Ma nel Rinascimento, la riflessione di molti cristiani sull’efficacia emozionale e spirituale della diretta esperienza fatta di persone, atti e circostanze, induce sempre più ad apprezzare gli effetti della riproduzione analogica della realtà con specifiche enfatizzazioni da ottenere mediante la tecnica e l’abilità dell’artista. Considerare la riproduzione di sentimenti espressi, volti che sorridono d’amore, gesti che rendono l’amicizia o rappresentano la carità verso il prossimo, sofferenti che ricordano la passione di Cristo e bambini che rendono con la loro gioia la felicità nella purezza dei semplici, porta alla coscienza la possibilità di un uso deliberato e sistematico dell’arte per evocare gli stati d’animo complementari dei contenuti cognitivi veicolati dal senso delle parole lette o ascoltate.

La pittura e la scultura non sono più concepite come un mezzo per completare in maniera degna e appropriata l’arredamento della “casa di Dio”, ma come strumento evocativo da affiancare sistematicamente alla parola, per favorire nei fedeli un’esperienza spirituale costituita dall’attualità di riproduzioni che, entrando nel presente come simulacri di realtà, possano favorire un mutamento dello stato di coscienza.

Leonardo da Vinci aveva compreso che la forza maggiore della comunicazione non consiste nella capacità di trasmettere i contenuti di senso cifrati nei simboli, ma nella virtù di evocare stati dell’animo e della mente capaci di conferire qualità e senso d’affetto e di emozione al pensiero umano.
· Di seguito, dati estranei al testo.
//! Exhaustive mutation search.
//!
//! Every `(scale, x_offset, y_offset)` candidate is rendered and rated; there
//! is no pruning because rating a candidate is cheap next to resizing it.
//!
//! ## Enumeration Order
//!
//! ```text
//! for scale in target_width ..= target_width + scale_range (step scale_step)
//!     for y_offset in 0 .. cell_height      (only 0 when offsets are off)
//!         for x_offset in 0 .. cell_width   (only 0 when offsets are off)
//! ```
//!
//! ## Parallel Processing
//!
//! Candidates are rated in parallel using [rayon](https://docs.rs/rayon). The
//! background color is detected once up front and shared read-only; each
//! worker owns the images it renders. Results come back in enumeration order
//! and ranking happens only after every candidate is done.

use crate::config::Grid;
use crate::imaging::mutate;
use crate::rating::{RatingError, check_grid, detect_background, rate, rate_with_mask};
use crate::types::{MutationResult, TransformCandidate};
use image::{Rgba, RgbaImage};
use rayon::prelude::*;
use std::sync::mpsc::Sender;

/// Search space and scoring knobs.
#[derive(Debug, Clone, Copy, PartialEq, Eq)]
pub struct SearchParams {
    /// Largest scale visited is `target_width + scale_range`.
    pub scale_range: u32,
    /// Distance between visited scales. Zero is treated as 1.
    pub scale_step: u32,
    /// Sweep every offset inside one cell, not just `(0, 0)`.
    pub offsets: bool,
    /// Added per lost pixel that the mask marks as important.
    pub mask_penalty: u64,
}

impl Default for SearchParams {
    fn default() -> Self {
        Self {
            scale_range: 0,
            scale_step: 1,
            offsets: true,
            mask_penalty: 1,
        }
    }
}

impl SearchParams {
    pub fn effective_step(&self) -> u32 {
        self.scale_step.max(1)
    }
}

/// Progress events emitted while searching.
#[derive(Debug, Clone)]
pub enum SearchEvent {
    Started {
        candidates: usize,
        background: Rgba<u8>,
        masked: bool,
    },
    CandidateRated {
        index: usize,
        total: usize,
        result: MutationResult,
    },
    Finished {
        candidates: usize,
    },
}

/// Outcome of a full search, in enumeration order.
#[derive(Debug, Clone)]
pub struct SearchOutcome {
    pub background: Rgba<u8>,
    pub results: Vec<MutationResult>,
}

/// Scales visited by the search.
pub fn scales(params: &SearchParams, grid: &Grid) -> impl Iterator<Item = u32> + use<> {
    let min = grid.target_width;
    let max = min.saturating_add(params.scale_range);
    (min..=max).step_by(params.effective_step() as usize)
}

/// Lazily enumerate every candidate in search order.
pub fn candidates(
    params: &SearchParams,
    grid: &Grid,
) -> impl Iterator<Item = TransformCandidate> + use<> {
    let (x_max, y_max) = if params.offsets {
        (grid.cell_width, grid.cell_height)
    } else {
        (1, 1)
    };
    scales(params, grid).flat_map(move |scale| {
        (0..y_max).flat_map(move |y| (0..x_max).map(move |x| TransformCandidate::new(scale, x, y)))
    })
}

/// Number of candidates [`candidates`] yields.
pub fn candidate_count(params: &SearchParams, grid: &Grid) -> usize {
    let per_scale = if params.offsets {
        (grid.cell_width * grid.cell_height) as usize
    } else {
        1
    };
    scales(params, grid).count() * per_scale
}

/// Render a candidate and, when present, its matching mask.
///
/// The mask is padded with black so exposed edges are never "important".
pub fn render(
    image: &RgbaImage,
    mask: Option<&RgbaImage>,
    candidate: &TransformCandidate,
    background: Rgba<u8>,
    grid: &Grid,
) -> (RgbaImage, Option<RgbaImage>) {
    let rendered = mutate(image, candidate, Some(background), grid);
    let rendered_mask = mask.map(|m| mutate(m, candidate, None, grid));
    (rendered, rendered_mask)
}

/// Render and rate a single candidate.
pub fn rate_candidate(
    image: &RgbaImage,
    mask: Option<&RgbaImage>,
    candidate: &TransformCandidate,
    background: Rgba<u8>,
    params: &SearchParams,
    grid: &Grid,
) -> Result<MutationResult, RatingError> {
    let rating = match render(image, mask, candidate, background, grid) {
        (rendered, Some(rendered_mask)) => {
            rate_with_mask(&rendered, &rendered_mask, params.mask_penalty, grid)?
        }
        (rendered, None) => rate(&rendered, grid)?,
    };
    Ok(MutationResult {
        candidate: *candidate,
        rating,
    })
}

/// Rate every candidate of the search space.
///
/// Runs on the current rayon pool. `events`, when given, receives a
/// `Started` event, one `CandidateRated` per candidate (in completion order)
/// and a final `Finished`.
pub fn search(
    image: &RgbaImage,
    mask: Option<&RgbaImage>,
    params: &SearchParams,
    grid: &Grid,
    events: Option<Sender<SearchEvent>>,
) -> Result<SearchOutcome, RatingError> {
    check_grid(grid)?;
    if let Some(mask) = mask {
        if mask.dimensions() != image.dimensions() {
            return Err(RatingError::SizeMismatch {
                image: image.dimensions(),
                mask: mask.dimensions(),
            });
        }
    }

    let background = detect_background(image)?;
    let all: Vec<TransformCandidate> = candidates(params, grid).collect();
    let total = all.len();
    log::info!(
        "searching {total} candidates, background rgba{:?}",
        background.0
    );

    if let Some(tx) = &events {
        let _ = tx.send(SearchEvent::Started {
            candidates: total,
            background,
            masked: mask.is_some(),
        });
    }

    let results = all
        .par_iter()
        .enumerate()
        .map_with(events.clone(), |tx, (index, candidate)| {
            let result = rate_candidate(image, mask, candidate, background, params, grid)?;
            log::debug!(
                "s{} xoff{} yoff{} → {}",
                candidate.scale,
                candidate.x_offset,
                candidate.y_offset,
                result.rating
            );
            if let Some(tx) = tx {
                let _ = tx.send(SearchEvent::CandidateRated {
                    index,
                    total,
                    result,
                });
            }
            Ok::<_, RatingError>(result)
        })
        .collect::<Result<Vec<_>, RatingError>>()?;

    if let Some(tx) = &events {
        let _ = tx.send(SearchEvent::Finished { candidates: total });
    }

    Ok(SearchOutcome {
        background,
        results,
    })
}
Questa virtù evocatrice dell’arte diviene presto in Firenze una risorsa fondamentale del linguaggio degli artisti, così che la generazione successiva, a cominciare da Michelangelo, ne fa un elemento imprescindibile per conferire quella qualità speciale e suggestiva che apprezziamo nei grandi capolavori rinascimentali, come il Mosè o la Pietà, che non si limitano a esprimere sentimenti: sono potenzialmente in grado di evocarli nello spettatore.

 

15. La lezione di Leonardo: il contenuto è la sostanza del messaggio e dà forma al mezzo che la esprime. Ho citato in precedenza[18] Pedretti che riporta l’accostamento a Catone da parte di un contemporaneo del maestro di Vinci a sostegno dell’abilità di comunicatore del giovane artista amico del Magnifico; tuttavia, pur essendo convinto di queste capacità e dell’utilità di considerarle una chiave di lettura del lavoro mentale all’origine dell’opera di Leonardo, dopo aver letto numerosi scritti e documenti, dubito che il contemporaneo avesse avanzato il paragone con l’intento di esaltarne le qualità oratorie, didattiche o persuasive, perché nella cultura dell’epoca la figura storica di Marco Porcio Catone, detto il Censore, il Sapiente, l’Antico o il Maggiore, per distinguerlo dal pronipote Catone l’Uticense[19], era assurta a modello emblematico di rigore e intransigenza morale. Per esaltare l’eloquenza sapiente sarebbe stato più appropriato un paragone con Cicerone, e si sarebbe dovuto dire “un altro Cicero” non “un altro Cato”. Che ne dite?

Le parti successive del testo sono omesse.